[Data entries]
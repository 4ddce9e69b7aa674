use std::fmt;
use std::hash::{Hash, Hasher};
use std::sync::atomic::{AtomicU64, Ordering};
use std::sync::{Arc, Weak};

use parking_lot::{Mutex, MutexGuard};
use tracing::debug;

use super::channel::ChannelCore;
use super::error::{Result, TaskletError};
use super::registry::{ThreadId, registry};
use super::runtime;
use super::scheduler::{self, SchedulerCore, SchedulerState};
use super::value::{Args, Payload, Value};

/// Unique identifier assigned to each tasklet at creation time.
#[derive(Debug, Clone, Copy, PartialEq, Eq, Hash, PartialOrd, Ord)]
pub struct TaskletId(u64);

impl TaskletId {
    pub fn new(raw: u64) -> Self {
        Self(raw)
    }

    pub fn raw(&self) -> u64 {
        self.0
    }
}

impl fmt::Display for TaskletId {
    fn fmt(&self, f: &mut fmt::Formatter<'_>) -> fmt::Result {
        fmt::Display::fmt(&self.0, f)
    }
}

static NEXT_TASKLET_ID: AtomicU64 = AtomicU64::new(1);

fn next_tasklet_id() -> TaskletId {
    TaskletId::new(NEXT_TASKLET_ID.fetch_add(1, Ordering::Relaxed))
}

pub type TaskletFn = Box<dyn FnOnce(Args) -> Result<()> + Send + 'static>;

/// Where an alive tasklet currently sits.
pub(crate) enum Placement {
    Detached,
    Scheduled,
    Blocked(Arc<ChannelCore>),
}

#[derive(Debug, Clone, Copy)]
pub(crate) enum Slot {
    /// Just before the run-queue head, i.e. last in line.
    Tail,
    /// At the run-queue head, i.e. next to run.
    Front,
}

pub(crate) struct TaskletState {
    owner: Weak<SchedulerCore>,
    thread: ThreadId,
    func: Option<TaskletFn>,
    args: Option<Args>,
    alive: bool,
    /// Set once the body runs on a coroutine; from then on the tasklet is pinned.
    started: bool,
    placement: Placement,
    tempval: Option<Payload>,
    pending: Option<TaskletError>,
    atomic: bool,
    nesting_level: u32,
}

AIM OF THE TASK:
Go through the records. Copy each line where "enum" appears.

REPLY:
pub(crate) enum Placement {
pub(crate) enum Slot {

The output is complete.